First, we’ll apply Warren Buffett’s method to find out which companies have a “Durable Competitive Advantage” (see Week 135, and “DCA” in Column K of this week’s Table). This method computes a simple trendline for growth in Tangible Book Value (TBV, see Column L) over the past decade. If that rate is higher than 7%/yr, and TBV has no more than two down years, then the company has a Durable Competitive Advantage. The problem is that not many CEOs align TBV growth with earnings growth. They’d rather spend that money on a merger or acquisition. That’s particularly true for companies in defensive industries, where the risk of bankruptcy is nil, and they can do this because their products are essential. 

Next we want to know if the company’s stock price has become higher than its trendline for earnings growth can justify. To address that issue, Warren Buffett takes companies with a Durable Competitive Advantage and subjects them to a stress test, which we call the Buffett Buy Analysis (see “BBA” at Column M in the Table). The trendline for earnings over the past decade is extended out for a decade in the future. That dollar amount of earnings is multiplied by the lowest P/E ratio seen over the past decade to project a price 10 yrs from now. If the company pays a dividend, the current amount of that dividend is multiplied by 10 and added to the earnings projected for 10 yrs from now. (Mr. Buffett’s idea here is that the economy will be in the doldrums for the next 10 yrs such that the company will be unable to raise its dividend. However, companies that are able to maintain dividends will be rewarded with a higher stock price.) Those companies that have a Durable Competitive Advantage, but are projected by their BBA to grow their stock price slower than 7%/yr over the next decade, are rejected. In other words, their current price is so high that expected growth has already been “discounted” by enthusiastic buyers.

By applying this analysis to the 500 companies in the Barron’s 500 List, which are the largest companies (by revenue) on the New York and Toronto stock exchanges, we are left with just 26 companies to consider (see Table). Of these, only Ross Stores (ROST), Monsanto (MON), TJX Companies (TJX) and Franklin Resources (BEN) are found in the “universe” of 63 companies we consider to be worthwhile candidates for your retirement portfolio (see the Table for Week 122). None appear on our 29-stock Master List (see Week 146). In other words, all 26 companies in this week’s Table are chancy investments that have to be backed dollar-for-dollar with Savings Bonds or 10-yr Treasury Notes. As Warren Buffett recently stated: “If you’re not a professional, you are thus an amateur.” So cover your bets.
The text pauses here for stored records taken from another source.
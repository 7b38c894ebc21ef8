//! 中间件模块
//!
//! 提供认证与角色检查中间件

mod auth;
mod permission;

pub use auth::auth_middleware;
pub use permission::require_role;
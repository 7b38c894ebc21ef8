//! 定时任务 HTTP 入口
//!
//! 供外部调度器（如平台 cron）调用，使用独立的 Bearer 密钥而不是用户 JWT。

use axum::{
    Json,
    extract::{Query, State},
    http::StatusCode,
    response::{IntoResponse, Response},
};
use axum_extra::{
    TypedHeader,
    headers::{Authorization, authorization::Bearer},
    typed_header::TypedHeaderRejection,
};
use chrono::Utc;
use serde::Deserialize;
use serde_json::json;
use sha2::{Digest, Sha256};
use tracing::{error, warn};

use crate::state::AppState;

const SUMMARY_FAILED: &str = "Budget summary failed";

#[derive(Debug, Default, Deserialize)]
pub struct CronParams {
    /// 跳过周一 8 点的触发窗口检查
    #[serde(default)]
    pub force: bool,
}

fn digest(value: &str) -> [u8; 32] {
    Sha256::digest(value.as_bytes()).into()
}

/// 比较摘要而不是原文，避免按前缀逐字节泄露耗时差异
fn secret_matches(token: &str, secret: &str) -> bool {
    !secret.is_empty() && digest(token) == digest(secret)
}

/// GET|POST /api/cron/budget-summary
pub async fn budget_summary(
    State(state): State<AppState>,
    Query(params): Query<CronParams>,
    auth: Result<TypedHeader<Authorization<Bearer>>, TypedHeaderRejection>,
) -> Response {
    let authorized = auth
        .map(|TypedHeader(Authorization(bearer))| secret_matches(bearer.token(), &state.cron_secret))
        .unwrap_or(false);
    if !authorized {
        warn!("定时任务入口鉴权失败");
        return (StatusCode::UNAUTHORIZED, Json(json!({ "error": "Unauthorized" }))).into_response();
    }

    match state.summary_job.run(Utc::now(), params.force).await {
        Ok(result) => (StatusCode::OK, Json(result)).into_response(),
        // 底层错误只进日志
        Err(e) => {
            error!(error = %e, "预算汇总失败");
            (
                StatusCode::INTERNAL_SERVER_ERROR,
                Json(json!({ "error": SUMMARY_FAILED })),
            )
                .into_response()
        }
    }
}
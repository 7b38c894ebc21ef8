//! 家庭记账服务入口

use std::sync::Arc;

use axum::{
    Json, extract::Request, http::HeaderValue, middleware, middleware::Next, response::Response,
    routing::get,
};
use budget_notifier::build_sender;
use budget_service::{
    auth::{JwtConfig, JwtManager},
    bootstrap::{self, AdminSeed},
    crud::{PgRecordStore, RecordStore},
    routes,
    state::AppState,
    summary::{BudgetSummaryJob, PgSummaryStore},
    worker::SummaryWorker,
};
use budget_shared::{
    config::AppConfig,
    database::Database,
    observability::{self, middleware as obs_middleware},
};
use tokio::net::TcpListener;
use tower_http::{
    compression::CompressionLayer,
    cors::{Any, CorsLayer},
};
use tracing::{info, warn};

const SERVICE_NAME: &str = "budget-service";

#[tokio::main]
async fn main() -> anyhow::Result<()> {
    let config = AppConfig::load(SERVICE_NAME).unwrap_or_default();

    let obs_config = config.observability.clone().with_service_name(&config.service_name);
    let _guard = observability::init(&obs_config).await?;

    info!("Starting {} on {}", SERVICE_NAME, config.server_addr());

    let db = Database::connect(&config.database).await?;
    if config.database.run_migrations {
        db.run_migrations().await?;
    }

    let jwt_secret = required_secret(&config, "BUDGET_JWT_SECRET", "budget-service-secret-key-change-in-production");
    let cron_secret = required_secret(&config, "BUDGET_CRON_SECRET", "budget-cron-secret-change-in-production");

    let jwt_expires = std::env::var("BUDGET_JWT_EXPIRES_SECS")
        .ok()
        .and_then(|v| v.parse::<i64>().ok())
        .unwrap_or(7 * 86400);

    let jwt_config = JwtConfig {
        secret: jwt_secret,
        expires_in_secs: jwt_expires,
        issuer: SERVICE_NAME.to_string(),
    };

    let records: Arc<dyn RecordStore> = Arc::new(PgRecordStore::new(db.pool().clone()));
    bootstrap::ensure_admin(records.clone(), || AdminSeed {
        name: std::env::var("BUDGET_ADMIN_NAME").unwrap_or_else(|_| "Administrator".to_string()),
        email: required_secret(&config, "BUDGET_ADMIN_EMAIL", "admin@example.com"),
        password: required_secret(&config, "BUDGET_ADMIN_PASSWORD", "change-me-admin-password"),
    })
    .await?;

    let sender = build_sender(&config.email)?;
    info!(provider = sender.provider(), "邮件发送器已初始化");

    let summary_job = Arc::new(BudgetSummaryJob::new(
        Arc::new(PgSummaryStore::new(db.pool().clone())),
        sender,
        &config.summary,
        config.email.from_address.clone(),
    )?);

    if config.summary.scheduler_enabled {
        let worker = SummaryWorker::new(summary_job.clone(), &config.summary.schedule)?;
        tokio::spawn(async move {
            worker.run().await;
        });
    } else {
        info!("进程内调度已关闭，预算汇总只能通过 /api/cron/budget-summary 触发");
    }

    let state = AppState {
        pool: db.pool().clone(),
        jwt_manager: Arc::new(JwtManager::new(jwt_config)),
        records,
        summary_job,
        cron_secret: Arc::from(cron_secret),
    };

    let cors = cors_layer(&config);

    let app = routes::app(state)
        .route("/health", get(health_check))
        .route(
            "/ready",
            get({
                let db_for_ready = db;
                move || readiness_check(db_for_ready.clone())
            }),
        )
        .layer(middleware::from_fn(security_headers))
        .layer(CompressionLayer::new())
        .layer(cors)
        .layer(middleware::from_fn(obs_middleware::http_tracing))
        .layer(middleware::from_fn(obs_middleware::request_id));

    let listener = TcpListener::bind(config.server_addr()).await?;
    info!("Listening on {}", config.server_addr());

    axum::serve(listener, app)
        .with_graceful_shutdown(shutdown_signal())
        .await?;

    info!("Server shutdown complete");

    Ok(())
}

/// 读取密钥：生产环境必须通过环境变量注入，开发环境使用默认值
fn required_secret(config: &AppConfig, var: &str, fallback: &str) -> String {
    match std::env::var(var) {
        Ok(value) if !value.trim().is_empty() => value,
        _ => {
            if config.is_production() {
                panic!("{var} must be set in production environment");
            }
            warn!("Using default value for {var} - set it for production");
            fallback.to_string()
        }
    }
}

/// CORS 来源来自 `server.cors_origins`，逗号分隔，`*` 表示全部
fn cors_layer(config: &AppConfig) -> CorsLayer {
    let allowed_origins = config.server.cors_origins.trim();

    if allowed_origins == "*" {
        if config.is_production() {
            warn!("cors_origins=\"*\" 在生产环境中不安全，请设置为具体域名");
        }
        info!("CORS allowed_origins: * (all origins)");
        CorsLayer::new()
            .allow_origin(Any)
            .allow_methods(Any)
            .allow_headers(Any)
    } else {
        info!("CORS allowed_origins: {}", allowed_origins);
        let origins: Vec<_> = allowed_origins
            .split(',')
            .filter_map(|s| s.trim().parse::<HeaderValue>().ok())
            .collect();
        CorsLayer::new()
            .allow_origin(origins)
            .allow_methods(Any)
            .allow_headers(Any)
    }
}

/// 为所有响应注入 HTTP 安全头
async fn security_headers(request: Request, next: Next) -> Response {
    let mut response = next.run(request).await;
    let headers = response.headers_mut();
    headers.insert("x-content-type-options", HeaderValue::from_static("nosniff"));
    headers.insert("x-frame-options", HeaderValue::from_static("DENY"));
    headers.insert(
        "strict-transport-security",
        HeaderValue::from_static("max-age=31536000; includeSubDomains"),
    );
    headers.insert("x-xss-protection", HeaderValue::from_static("0"));
    response
}

/// 监听 SIGTERM 与 Ctrl+C，触发优雅关闭
async fn shutdown_signal() {
    let ctrl_c = async {
        if let Err(e) = tokio::signal::ctrl_c().await {
            warn!(error = %e, "注册 Ctrl+C 处理器失败");
            std::future::pending::<()>().await;
        }
    };

    #[cfg(unix)]
    let terminate = async {
        match tokio::signal::unix::signal(tokio::signal::unix::SignalKind::terminate()) {
            Ok(mut signal) => {
                signal.recv().await;
            }
            Err(e) => {
                warn!(error = %e, "注册 SIGTERM 处理器失败");
                std::future::pending::<()>().await;
            }
        }
    };

    #[cfg(not(unix))]
    let terminate = std::future::pending::<()>();

    tokio::select! {
        _ = ctrl_c => info!("Received Ctrl+C, initiating graceful shutdown..."),
        _ = terminate => info!("Received SIGTERM, initiating graceful shutdown..."),
    }
}

/// 存活探针
async fn health_check() -> Json<serde_json::Value> {
    Json(serde_json::json!({
        "status": "ok",
        "service": SERVICE_NAME
    }))
}

/// 就绪探针：检查数据库连接
async fn readiness_check(db: Database) -> Json<serde_json::Value> {
    let db_ok = db.health_check().await.is_ok();

    Json(serde_json::json!({
        "status": if db_ok { "ok" } else { "degraded" },
        "service": SERVICE_NAME,
        "checks": {
            "database": if db_ok { "ok" } else { "fail" }
        }
    }))
}
//! JWT Token 处理
//!
//! 提供 JWT Token 的生成和验证功能

use chrono::{Duration, Utc};
use jsonwebtoken::{DecodingKey, EncodingKey, Header, Validation, decode, encode};
use serde::{Deserialize, Serialize};
use uuid::Uuid;

use crate::error::AdminError;

/// JWT 配置
#[derive(Debug, Clone)]
pub struct JwtConfig {
    /// 签名密钥
    pub secret: String,
    /// Token 过期时间（秒）
    pub expires_in_secs: i64,
    /// Token 签发者
    pub issuer: String,
}

impl Default for JwtConfig {
    fn default() -> Self {
        Self {
            secret: "budget-service-secret-key-change-in-production".to_string(),
            expires_in_secs: 7 * 86400,
            issuer: "budget-service".to_string(),
        }
    }
}

/// JWT Claims（Token 载荷）
#[derive(Debug, Serialize, Deserialize, Clone)]
pub struct Claims {
    /// 用户 ID（UUID）
    pub sub: String,
    pub name: String,
    pub email: String,
    /// 角色列表，目前只有 admin / member
    pub roles: Vec<String>,
    /// 签发时间
    pub iat: i64,
    /// 过期时间
    pub exp: i64,
    /// 签发者
    pub iss: String,
}

impl Claims {
    /// 解析 `sub` 中的用户 ID
    pub fn user_id(&self) -> Result<Uuid, AdminError> {
        Uuid::parse_str(&self.sub)
            .map_err(|_| AdminError::Unauthorized("Token 中的用户 ID 无效".to_string()))
    }

    pub fn has_role(&self, role: &str) -> bool {
        self.roles.iter().any(|r| r == role)
    }
}

/// JWT 管理器
#[derive(Clone)]
pub struct JwtManager {
    config: JwtConfig,
    encoding_key: EncodingKey,
    decoding_key: DecodingKey,
}

impl JwtManager {
    /// 创建 JWT 管理器
    pub fn new(config: JwtConfig) -> Self {
        let encoding_key = EncodingKey::from_secret(config.secret.as_bytes());
        let decoding_key = DecodingKey::from_secret(config.secret.as_bytes());

        Self {
            config,
            encoding_key,
            decoding_key,
        }
    }

    /// 生成 JWT Token，返回 (token, 过期时间戳)
    pub fn generate_token(
        &self,
        user_id: Uuid,
        name: &str,
        email: &str,
        roles: Vec<String>,
    ) -> Result<(String, i64), AdminError> {
        let now = Utc::now();
        let exp = now + Duration::seconds(self.config.expires_in_secs);

        let claims = Claims {
            sub: user_id.to_string(),
            name: name.to_string(),
            email: email.to_string(),
            roles,
            iat: now.timestamp(),
            exp: exp.timestamp(),
            iss: self.config.issuer.clone(),
        };

        let token = encode(&Header::default(), &claims, &self.encoding_key)
            .map_err(|e| AdminError::Internal(format!("JWT 生成失败: {}", e)))?;

        Ok((token, exp.timestamp()))
    }

    /// 验证并解析 JWT Token
    pub fn verify_token(&self, token: &str) -> Result<Claims, AdminError> {
        let mut validation = Validation::default();
        validation.set_issuer(&[&self.config.issuer]);

        let token_data = decode::<Claims>(token, &self.decoding_key, &validation).map_err(
            |e| match e.kind() {
                jsonwebtoken::errors::ErrorKind::ExpiredSignature => {
                    AdminError::Unauthorized("Token 已过期".to_string())
                }
                jsonwebtoken::errors::ErrorKind::InvalidToken => {
                    AdminError::Unauthorized("无效的 Token".to_string())
                }
                _ => AdminError::Unauthorized(format!("Token 验证失败: {}", e)),
            },
        )?;

        Ok(token_data.claims)
    }
}
//! 统一可观测性模块
//!
//! 提供 metrics、logging 的统一初始化和管理。
//! 所有组件通过单一入口点配置可观测性，确保一致的指标命名和日志格式。

pub mod metrics;
pub mod middleware;
pub mod tracing;

use ::tracing::info;
use anyhow::Result;
use serde::Deserialize;

/// 可观测性配置
#[derive(Debug, Clone, Deserialize)]
#[serde(default)]
pub struct ObservabilityConfig {
    /// 服务名称，用于标识日志和指标的来源
    pub service_name: String,

    /// Prometheus 指标导出端口，默认 9090
    pub metrics_port: u16,

    /// 是否启动独立的指标 HTTP 服务
    pub metrics_enabled: bool,

    /// 日志级别（如 "info", "debug"）
    pub log_level: String,

    /// 是否启用 JSON 格式日志
    pub json_logs: bool,
}

impl Default for ObservabilityConfig {
    fn default() -> Self {
        Self {
            service_name: "unknown-service".to_string(),
            metrics_port: 9090,
            metrics_enabled: true,
            log_level: "info".to_string(),
            json_logs: false,
        }
    }
}

impl ObservabilityConfig {
    /// 注入服务名
    pub fn with_service_name(mut self, service_name: impl Into<String>) -> Self {
        self.service_name = service_name.into();
        self
    }
}

/// 可观测性资源守卫
///
/// 持有指标服务的生命周期，drop 时记录关闭日志。
pub struct ObservabilityGuard {
    _metrics_handle: Option<metrics::MetricsHandle>,
}

impl ObservabilityGuard {
    /// 创建一个空的 Guard（用于测试或禁用可观测性时）
    pub fn empty() -> Self {
        Self {
            _metrics_handle: None,
        }
    }
}

impl Drop for ObservabilityGuard {
    fn drop(&mut self) {
        info!("Shutting down observability...");
    }
}

/// 统一初始化可观测性
///
/// 初始化顺序：
/// 1. Logging（tracing-subscriber）
/// 2. Metrics（Prometheus 指标）
pub async fn init(config: &ObservabilityConfig) -> Result<ObservabilityGuard> {
    tracing::init(config)?;

    info!(
        service = %config.service_name,
        metrics_port = %config.metrics_port,
        metrics_enabled = config.metrics_enabled,
        "Observability initialized"
    );

    let metrics_handle = if config.metrics_enabled {
        Some(metrics::init(config).await?)
    } else {
        None
    };

    Ok(ObservabilityGuard {
        _metrics_handle: metrics_handle,
    })
}
//! 首次启动初始化
//!
//! 用户管理接口需要管理员 Token，空库时没有人能登录，
//! 因此在 `users` 表为空时用环境变量里的账户创建第一个管理员。

use std::sync::Arc;

use tracing::info;
use uuid::Uuid;

use crate::crud::{Actor, CrudActions, Record, RecordStore, Resource};
use crate::error::Result;
use crate::resources::{Role, UserInput, Users};

/// 初始化操作记在 nil 用户名下
const SYSTEM_ACTOR_ID: Uuid = Uuid::nil();

/// 初始管理员账户
#[derive(Debug, Clone)]
pub struct AdminSeed {
    pub name: String,
    pub email: String,
    pub password: String,
}

/// 没有任何用户时创建管理员，已有用户则什么都不做
///
/// `seed` 只在确实需要创建时才会被调用。
pub async fn ensure_admin<F>(store: Arc<dyn RecordStore>, seed: F) -> Result<Option<Record>>
where
    F: FnOnce() -> AdminSeed,
{
    if store.count(Users::TABLE).await? > 0 {
        return Ok(None);
    }

    let seed = seed();
    let input = UserInput {
        name: seed.name,
        email: seed.email,
        password: Some(seed.password),
        role: Some(Role::Admin),
        is_banned: false,
    };
    let actor = Actor {
        id: SYSTEM_ACTOR_ID,
        is_admin: true,
    };

    let record = CrudActions::new(Users, store).create(&actor, input).await?;
    info!(email = ?record.get("email"), "已创建初始管理员账户");
    Ok(Some(record))
}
Bottom Line: Be careful how you deploy new money into this overheated market. The 26 stocks we’ve found are worthwhile bargains for you to consider but come with considerable price volatility (see Columns D and I in the Table). Even knowing that these stocks are not overpriced at the time of this writing (6/1/14), you still need to know whether the “story” supporting that stock price remains intact. If the story is broken, then the stock is overpriced. Researching THAT detail requires more attention than you’ll have time for on weekends. But start slowly, with an easy assignment. Analyze the 3 “blue chip” stocks on the list that are part of the Dow Jones Industrial Average: Cisco Systems (CSCO), Travelers (TRV), and JP Morgan Chase (JPM). Each is a dominant player in its industry, and it is those industries (finance and information technology) where professionals earn their greatest rewards by deciding on the right entry point for buying the stock as well as the right exit point.

Risk Rating: 7

Full Disclosure: I own shares of MON, CF, ACN, and TJX.